In this project we will characterize the tissue electrolyte distribution in renal tubular dysfunction. We will therefore develop new MRI methodology to analyse tissue ion concentrations. Specifically, 23Na & 39K MRI will be applied to detect muscle Na+ & K+ shifts in aldosteronism. Furthermore, we will utilize combined morphological and 23Na imaging of the human kidneys to determine physiological Na+ variations. As tissue Na+ retention occurs in inflammation, we hypothesize that acute allograft rejection is characterized by tissue Na+ accumulation and can be detected by 23Na MRI. Besides, we will evaluate how SGLT-2 inhibitors influence the kidney Na+ and extrarenal Na+ & K+ concentrations in CKD and heart failure.

3D-in-ovo-model to study and modulate the growth of human renal cystic tissue and mouse kidney slices

Prof. Dr. Silke Härteis
Molekulare und Zelluläre Anatomie
Universität Regensburg

Prof. Dr. Thiha Aung
Angewandte Gesundheitswissenschaften
TH Deggendorf

PD Dr.
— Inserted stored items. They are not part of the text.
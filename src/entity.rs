// Copyright © 2018 Cormac O'Brien
//
// Permission is hereby granted, free of charge, to any person obtaining a copy
// of this software and associated documentation files (the "Software"), to deal
// in the Software without restriction, including without limitation the rights
// to use, copy, modify, merge, publish, distribute, sublicense, and/or sell
// copies of the Software, and to permit persons to whom the Software is
// furnished to do so, subject to the following conditions:
//
// The above copyright notice and this permission notice shall be included in
// all copies or substantial portions of the Software.
//
// THE SOFTWARE IS PROVIDED "AS IS", WITHOUT WARRANTY OF ANY KIND, EXPRESS OR
// IMPLIED, INCLUDING BUT NOT LIMITED TO THE WARRANTIES OF MERCHANTABILITY,
// FITNESS FOR A PARTICULAR PURPOSE AND NONINFRINGEMENT. IN NO EVENT SHALL THE
// AUTHORS OR COPYRIGHT HOLDERS BE LIABLE FOR ANY CLAIM, DAMAGES OR OTHER
// LIABILITY, WHETHER IN AN ACTION OF CONTRACT, TORT OR OTHERWISE, ARISING FROM,
// OUT OF OR IN CONNECTION WITH THE SOFTWARE OR THE USE OR OTHER DEALINGS IN THE
// SOFTWARE.

//! The per-entity compilation unit (`uEntity` in `spec.md` §3).

use std::collections::HashMap;

use cgmath::Vector3;

use crate::area::InterAreaPortal;
use crate::bsp::BspTree;
use crate::primitive::{MeshPrimitive, Primitive};

/// Entity key/value dictionary.
#[derive(Clone, Debug, Default)]
pub struct Epairs {
    pairs: HashMap<String, String>,
}

impl Epairs {
    pub fn new() -> Epairs {
        Epairs {
            pairs: HashMap::new(),
        }
    }

    pub fn insert<K: Into<String>, V: Into<String>>(&mut self, key: K, value: V) {
        self.pairs.insert(key.into(), value.into());
    }

    pub fn get(&self, key: &str) -> Option<&str> {
        self.pairs.get(key).map(String::as_str)
    }

    pub fn origin(&self) -> Vector3<f32> {
        match self.get("origin") {
            Some(s) => {
                let mut it = s.split_whitespace().filter_map(|t| t.parse::<f32>().ok());
                let x = it.next().unwrap_or(0.0);
                let y = it.next().unwrap_or(0.0);
                let z = it.next().unwrap_or(0.0);
                Vector3::new(x, y, z)
            }
            None => Vector3::new(0.0, 0.0, 0.0),
        }
    }
}

/// Source primitives for one entity, plus its key/value dictionary.
/// Worldspawn (entity 0) is structural and flood-fills the whole level;
/// other entities are submodels, each flood-filled from its own center.
#[derive(Clone, Debug)]
pub struct EntityInput {
    pub entity_num: usize,
    pub epairs: Epairs,
    pub primitives: Vec<Primitive>,
}

impl EntityInput {
    pub fn new(entity_num: usize, epairs: Epairs) -> EntityInput {
        EntityInput {
            entity_num,
            epairs,
            primitives: Vec::new(),
        }
    }

    pub fn is_worldspawn(&self) -> bool {
        self.entity_num == 0
    }

    pub fn has_brushes(&self) -> bool {
        self.primitives
            .iter()
            .any(|p| matches!(p, Primitive::Brush(_)))
    }

    pub fn meshes(&self) -> impl Iterator<Item = &MeshPrimitive> {
        self.primitives.iter().filter_map(|p| match p {
            Primitive::Mesh(m) => Some(m),
            _ => None,
        })
    }
}

/// Produced tree plus per-area output primitive buckets for one entity.
#[derive(Debug)]
pub struct EntityOutput {
    pub entity_num: usize,
    pub tree: BspTree,
    /// `area_primitives[area_id]` is the set of surviving fragments
    /// (as windings on a brush-side or mesh-triangle plane) assigned to
    /// that area by `PutPrimitivesInAreas`.
    pub area_primitives: Vec<Vec<crate::clip::PlacedFragment>>,
    pub inter_area_portals: Vec<InterAreaPortal>,
    pub leaked: bool,
}

impl EntityOutput {
    pub fn area_count(&self) -> usize {
        self.area_primitives.len()
    }
}

#[cfg(test)]
mod test {
    use super::*;

    #[test]
    fn test_epairs_origin_defaults_to_zero() {
        let e = Epairs::new();
        assert_eq!(e.origin(), Vector3::new(0.0, 0.0, 0.0));
    }

    #[test]
    fn test_epairs_origin_parses() {
        let mut e = Epairs::new();
        e.insert("origin", "1 2 3");
        assert_eq!(e.origin(), Vector3::new(1.0, 2.0, 3.0));
    }

    #[test]
    fn test_worldspawn_is_entity_zero() {
        let e = EntityInput::new(0, Epairs::new());
        assert!(e.is_worldspawn());
        let e2 = EntityInput::new(1, Epairs::new());
        assert!(!e2.is_worldspawn());
    }
}
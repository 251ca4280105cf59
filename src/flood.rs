// Copyright © 2018 Cormac O'Brien
//
// Permission is hereby granted, free of charge, to any person obtaining a copy
// of this software and associated documentation files (the "Software"), to deal
// in the Software without restriction, including without limitation the rights
// to use, copy, modify, merge, publish, distribute, sublicense, and/or sell
// copies of the Software, and to permit persons to whom the Software is
// furnished to do so, subject to the following conditions:
//
// The above copyright notice and this permission notice shall be included in
// all copies or substantial portions of the Software.
//
// THE SOFTWARE IS PROVIDED "AS IS", WITHOUT WARRANTY OF ANY KIND, EXPRESS OR
// IMPLIED, INCLUDING BUT NOT LIMITED TO THE WARRANTIES OF MERCHANTABILITY,
// FITNESS FOR A PARTICULAR PURPOSE AND NONINFRINGEMENT. IN NO EVENT SHALL THE
// AUTHORS OR COPYRIGHT HOLDERS BE LIABLE FOR ANY CLAIM, DAMAGES OR OTHER
// LIABILITY, WHETHER IN AN ACTION OF CONTRACT, TORT OR OTHERWISE, ARISING FROM,
// OUT OF OR IN CONNECTION WITH THE SOFTWARE OR THE USE OR OTHER DEALINGS IN THE
// SOFTWARE.

//! Opaque classification, occupant flood-fill, and leak detection (C7).

use std::collections::VecDeque;

use cgmath::Vector3;

use crate::bsp::{BspTree, NodeIndex};
use crate::entity::EntityInput;
use crate::primitive::Primitive;

/// Marks every leaf touched by an opaque brush as opaque, and records the
/// brushes whose volume overlaps it, by testing each brush's bounds
/// against every leaf's bounds. A leaf is opaque if *any* overlapping
/// brush is opaque (`FilterBrushesIntoTree`, `spec.md` §4.5).
pub fn filter_brushes_into_tree(tree: &mut BspTree, entity: &EntityInput, planes: &crate::plane::PlaneRegistry) {
    for leaf_idx in tree.leaf_indices() {
        let leaf_bounds = tree.node(leaf_idx).bounds;
        let mut opaque = false;
        let mut brush_list = Vec::new();

        for (i, prim) in entity.primitives.iter().enumerate() {
            if let Primitive::Brush(b) = prim {
                let brush_bounds = match b.bounds(planes) {
                    Some(bounds) => bounds,
                    None => continue,
                };
                if !aabb_overlap(leaf_bounds, brush_bounds) {
                    continue;
                }
                brush_list.push(i);
                if b.is_opaque() {
                    opaque = true;
                }
            }
        }

        if let Some(leaf) = tree.node_mut(leaf_idx).leaf_mut() {
            leaf.opaque = opaque;
            leaf.brush_list = brush_list;
        }
    }
}

fn aabb_overlap(a: (Vector3<f32>, Vector3<f32>), b: (Vector3<f32>, Vector3<f32>)) -> bool {
    let (a_min, a_max) = a;
    let (b_min, b_max) = b;
    a_min.x <= b_max.x
        && a_max.x >= b_min.x
        && a_min.y <= b_max.y
        && a_max.y >= b_min.y
        && a_min.z <= b_max.z
        && a_max.z >= b_min.z
}

/// Outcome of flooding from the entity's occupants.
pub struct FloodResult {
    pub leaked: bool,
    /// Leaf-to-leaf trail from an occupant to the point where the flood
    /// escaped through the outside leaf, suitable for a leak-line pointfile.
    pub leak_trail: Vec<Vector3<f32>>,
}

/// Breadth-first floods outward from every occupant leaf (point entities
/// with an `origin` inside the tree) through passable portals. Reaching
/// the synthetic outside leaf means the level leaks; the BFS parent
/// pointers reconstruct a representative trail back to the occupant
/// (`spec.md` §4.5).
pub fn flood_entities(
    tree: &mut BspTree,
    planes: &crate::plane::PlaneRegistry,
    occupant_origins: &[Vector3<f32>],
) -> FloodResult {
    if occupant_origins.is_empty() {
        return FloodResult {
            leaked: false,
            leak_trail: Vec::new(),
        };
    }

    let mut parent: Vec<Option<NodeIndex>> = vec![None; tree.nodes.len()];
    let mut visited = vec![false; tree.nodes.len()];
    let mut queue = VecDeque::new();
    let mut occupant_id = 0u32;

    for &origin in occupant_origins {
        let leaf_idx = tree.find_leaf(planes, origin);
        if tree.node(leaf_idx).leaf().map_or(false, |l| l.opaque) {
            continue;
        }
        if !visited[leaf_idx] {
            visited[leaf_idx] = true;
            if let Some(leaf) = tree.node_mut(leaf_idx).leaf_mut() {
                leaf.occupied = Some(occupant_id);
            }
            queue.push_back(leaf_idx);
            occupant_id += 1;
        }
    }

    let outside = tree.outside;
    let mut leaked_at = None;

    'bfs: while let Some(cur) = queue.pop_front() {
        let head = tree.node(cur).leaf().and_then(|l| l.portals);
        let portal_indices: Vec<_> = tree.portals.iter_leaf(cur, head).collect();

        for portal_idx in portal_indices {
            let portal = tree.portals.get(portal_idx);
            if !crate::portal::passable(tree, portal, cur) {
                continue;
            }
            let other = portal.other_side(cur);

            if other == outside {
                parent[outside] = Some(cur);
                leaked_at = Some(outside);
                break 'bfs;
            }

            if !visited[other] {
                visited[other] = true;
                parent[other] = Some(cur);
                if let Some(leaf) = tree.node_mut(other).leaf_mut() {
                    leaf.occupied = Some(0);
                }
                queue.push_back(other);
            }
        }
    }

    match leaked_at {
        Some(mut cur) => {
            let mut trail = Vec::new();
            loop {
                let bounds = tree.node(cur).bounds;
                let center = (bounds.0 + bounds.1) * 0.5;
                trail.push(center);
                match parent[cur] {
                    Some(p) => cur = p,
                    None => break,
                }
            }
            trail.reverse();
            FloodResult {
                leaked: true,
                leak_trail: trail,
            }
        }
        None => FloodResult {
            leaked: false,
            leak_trail: Vec::new(),
        },
    }
}

/// Marks every leaf not reached by `flood_entities` as opaque, so that
/// unreachable voids get carved away downstream (`FillOutside`,
/// `spec.md` §4.5). A no-op under `no_flood`.
pub fn fill_outside(tree: &mut BspTree) {
    let leaves = tree.leaf_indices();
    for idx in leaves {
        if let Some(leaf) = tree.node_mut(idx).leaf_mut() {
            if leaf.occupied.is_none() {
                leaf.opaque = true;
            }
        }
    }
}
Björn Buchholz
Medizinische Klinik 4 - Nephrologie und Hypertensiologie
Universitätsklinikum Erlangen

The overall aim of our project is the translation of our findings of mechanisms of cyst growth resulting from animal models into clinical applications for the treatment of patients. We want to overcome this huge gap by introducing an intermediate model that allows us to monitor human cyst growth ex vivo and test promising drugs regarding their efficacy in human ADPKD tissue using the chorioallantoic membrane (CAM) model. Furthermore, the successful cultivation of vital adult mouse kidney tissue on the CAM may enable us to expand our studies to additional aspects of renal (patho-) physiology ex vivo.